So, as the American colonies fought for their freedom in the 1770s and as that inspiration against tyranny spread to France in the 1780s, the repercussions would eventually reach Haiti, where the Jacobins’ cry of “liberty, equality and fraternity” resonated with special force. Slaves demanded that the concepts of freedom be applied universally.
When the brutal French plantation system continued, violent slave uprisings followed. Hundreds of white plantation owners were slain as the rebels overran the colony. A self-educated slave named Toussaint L’Ouverture emerged as the revolution’s leader, demonstrating skills on the battlefield and in the complexities of politics.
Despite the atrocities committed by both sides of the conflict, the rebels – known as the “Black Jacobins” – gained the sympathy of the American Federalist Party and particularly Alexander Hamilton, a native of the Caribbean himself.

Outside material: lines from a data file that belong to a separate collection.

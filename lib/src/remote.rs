//! Push (commits since remote head + final state) and clone (materialize a
//! remote project locally) against the remote API.

use serde::Deserialize;
use serde::Serialize;

use crate::commit;
use crate::error::Error;
use crate::error::RemoteError;
use crate::error::Result;
use crate::keystore::ACCESS_TOKEN_KEY;
use crate::keystore::Keystore;
use crate::model::Commit;
use crate::model::Project;
use crate::model::Secret;
use crate::repo::Repo;
use crate::secrets;
use crate::state::compute_state;

pub const DEFAULT_REMOTE_URL: &str = "http://127.0.0.1:54321";

#[derive(Debug, Clone, Serialize)]
#[serde(rename_all = "camelCase")]
struct PushRequest {
    project: Project,
    environment: String,
    commits: Vec<Commit>,
    final_state: Vec<Secret>,
    remote_head_hash: String,
}

#[derive(Debug, Clone, Deserialize)]
#[serde(rename_all = "camelCase")]
struct PushResponseBody {
    #[serde(default)]
    is_first_push: bool,
    #[serde(default)]
    message: String,
}

#[derive(Debug, Clone, Deserialize)]
struct ErrorBody {
    #[serde(default)]
    code: String,
    #[serde(default)]
    message: String,
}

#[derive(Debug, Clone, Serialize)]
#[serde(rename_all = "camelCase")]
struct CloneRequest {
    project_slug: String,
}

/// The project record as the remote sends it on clone: the persisted
/// project fields plus the embedded base64 encryption key, which never
/// itself gets persisted in the project file — it goes to the key store.
#[derive(Debug, Clone, Deserialize)]
#[serde(rename_all = "camelCase")]
struct ClonedProject {
    #[serde(flatten)]
    project: Project,
    key: String,
}

#[derive(Debug, Clone, Deserialize)]
#[serde(rename_all = "camelCase")]
struct CloneResponseBody {
    project: ClonedProject,
    default_environment: String,
    commits: Vec<Commit>,
    secrets: Vec<Secret>,
}

/// Thin blocking HTTP client for the two remote endpoints this engine uses.
pub struct RemoteClient {
    base_url: String,
    client: reqwest::blocking::Client,
}

impl Default for RemoteClient {
    fn default() -> Self {
        Self::new(DEFAULT_REMOTE_URL.to_string())
    }
}

impl RemoteClient {
    pub fn new(base_url: String) -> Self {
        Self {
            base_url,
            client: reqwest::blocking::Client::new(),
        }
    }

    fn authed(&self, builder: reqwest::blocking::RequestBuilder, access_token: Option<&str>) -> reqwest::blocking::RequestBuilder {
        match access_token {
            Some(token) => builder.bearer_auth(token),
            None => builder,
        }
    }

    fn push(&self, access_token: Option<&str>, req: &PushRequest) -> Result<PushResponseBody> {
        let url = format!("{}/functions/v1/push", self.base_url);
        let builder = self.authed(self.client.post(&url).json(req), access_token);
        let response = builder.send().map_err(RemoteError::from)?;
        handle_response(response)
    }

    fn clone_project(&self, access_token: Option<&str>, slug: &str) -> Result<CloneResponseBody> {
        let url = format!("{}/functions/v1/clone", self.base_url);
        let req = CloneRequest { project_slug: slug.to_string() };
        let builder = self.authed(self.client.post(&url).json(&req), access_token);
        let response = builder.send().map_err(RemoteError::from)?;
        handle_response(response)
    }
}

fn handle_response<T: for<'de> Deserialize<'de>>(response: reqwest::blocking::Response) -> Result<T> {
    let status = response.status();
    if status.is_success() {
        return response.json::<T>().map_err(|e| RemoteError::from(e).into());
    }
    let body: ErrorBody = response.json().unwrap_or(ErrorBody { code: String::new(), message: String::new() });
    match status.as_u16() {
        401 => Err(RemoteError::Unauthorized.into()),
        409 if body.code == "PROJECT_NAME_ALREADY_EXISTS" => Err(RemoteError::ProjectNameAlreadyExists.into()),
        _ => Err(RemoteError::Remote(if body.message.is_empty() {
            status.to_string()
        } else {
            body.message
        })
        .into()),
    }
}

/// Outcome of a successful push, surfaced to the CLI for user-facing
/// messaging only; the engine effect (advancing `remoteHead`) is identical
/// regardless of `is_first_push`.
pub struct PushOutcome {
    pub is_first_push: bool,
    pub commits_pushed: usize,
    pub message: String,
}

/// Pushes commits-since-remote-head plus the computed final state, then
/// advances `remoteHead` locally to the last pushed commit's id.
pub fn push(
    repo: &Repo,
    keystore: &impl Keystore,
    client: &RemoteClient,
    project: &Project,
    env: &str,
) -> Result<Option<PushOutcome>> {
    let mut commits_to_push = commit::commits_since_remote_head(repo, env)?;
    if commits_to_push.is_empty() {
        return Ok(None);
    }
    commits_to_push.sort_by(|a, b| a.timestamp.cmp(&b.timestamp));
    let head = commit::load_head(repo, env)?;
    let computed = compute_state(repo, env, &head.local_head)?;
    let on_disk = secrets::list_secrets(repo, &project.id, env)?
        .into_iter()
        .map(|s| (s.key.clone(), s))
        .collect::<std::collections::BTreeMap<_, _>>();

    let final_state: Vec<Secret> = computed
        .into_iter()
        .map(|(key, computed_secret)| match on_disk.get(&key) {
            Some(disk_secret) => disk_secret.clone(),
            None => Secret {
                project_id: Some(project.id),
                environment_name: Some(env.to_string()),
                ..computed_secret
            },
        })
        .collect();

    let access_token = keystore.get_raw(ACCESS_TOKEN_KEY).ok();
    let request = PushRequest {
        project: project.clone(),
        environment: env.to_string(),
        commits: commits_to_push.clone(),
        final_state,
        remote_head_hash: head.remote_head,
    };
    let response = client.push(access_token.as_deref(), &request)?;

    let last = commits_to_push.last().expect("checked non-empty above");
    commit::update_remote_head(repo, env, &last.id)?;

    Ok(Some(PushOutcome {
        is_first_push: response.is_first_push,
        commits_pushed: commits_to_push.len(),
        message: response.message,
    }))
}

/// Materializes a remote project into the current working directory.
pub fn clone_project(
    repo: &Repo,
    keystore: &impl Keystore,
    client: &RemoteClient,
    slug: &str,
) -> Result<Project> {
    let access_token = keystore.get_raw(ACCESS_TOKEN_KEY).ok();
    let response = client.clone_project(access_token.as_deref(), slug)?;

    repo.init().map_err(Error::from)?;
    repo.ensure_env_dir(&response.default_environment)?;
    crate::journal::set_current_environment(repo, &response.default_environment)?;

    let project = response.project.project;
    crate::project::save(repo, &project)?;
    crate::crypt::save_key(keystore, &project.id, &response.project.key)?;

    let mut last_commit_id = String::new();
    for imported in response.commits {
        let committed = commit::add_commit(
            repo,
            &response.default_environment,
            Some(imported.id.clone()),
            imported.message,
            imported.author,
            imported.changes,
            imported.timestamp,
        )?;
        last_commit_id = committed.id;
    }
    if !last_commit_id.is_empty() {
        commit::update_remote_head(repo, &response.default_environment, &last_commit_id)?;
    }

    for secret in response.secrets {
        secrets::import_secret(repo, &response.default_environment, secret)?;
    }

    Ok(project)
}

Hamilton, the first U.S. Treasury Secretary, helped L’Ouverture draft a constitution for the new nation.
Conspiracies
But events in Paris and Washington soon conspired to undo the promise of Haiti’s new freedom.
Despite Hamilton’s sympathies, some Founders, including Thomas Jefferson who owned 180 slaves, mulatto children and owed his political strength to agrarian interests, looked nervously at the slave rebellion in St. Domingue. “If something is not done, and soon done,” Jefferson wrote in 1797, “we shall be the murderers of our own children.”
Meanwhile, across the Atlantic, the chaos and excesses of the French Revolution led to the ascendance of Napoleon Bonaparte, a brilliant and vain military commander possessed of legendary ambition. As he expanded his power across Europe, Napoleon also dreamed of rebuilding a French empire in the Americas.
In 1801, Jefferson became the third President of the United States – and his interests at least temporarily aligned with those of Napoleon. The French dictator was determined to restore French control of St. Domingue and Jefferson was eager to see the slave rebellion crushed.
Through secret diplomatic channels, Napoleon asked Jefferson if the United States would help a French army traveling by sea to St. Domingue. Jefferson replied that “nothing will be easier than to furnish your army and fleet with everything and reduce Toussaint [L’Ouverture] to starvation.”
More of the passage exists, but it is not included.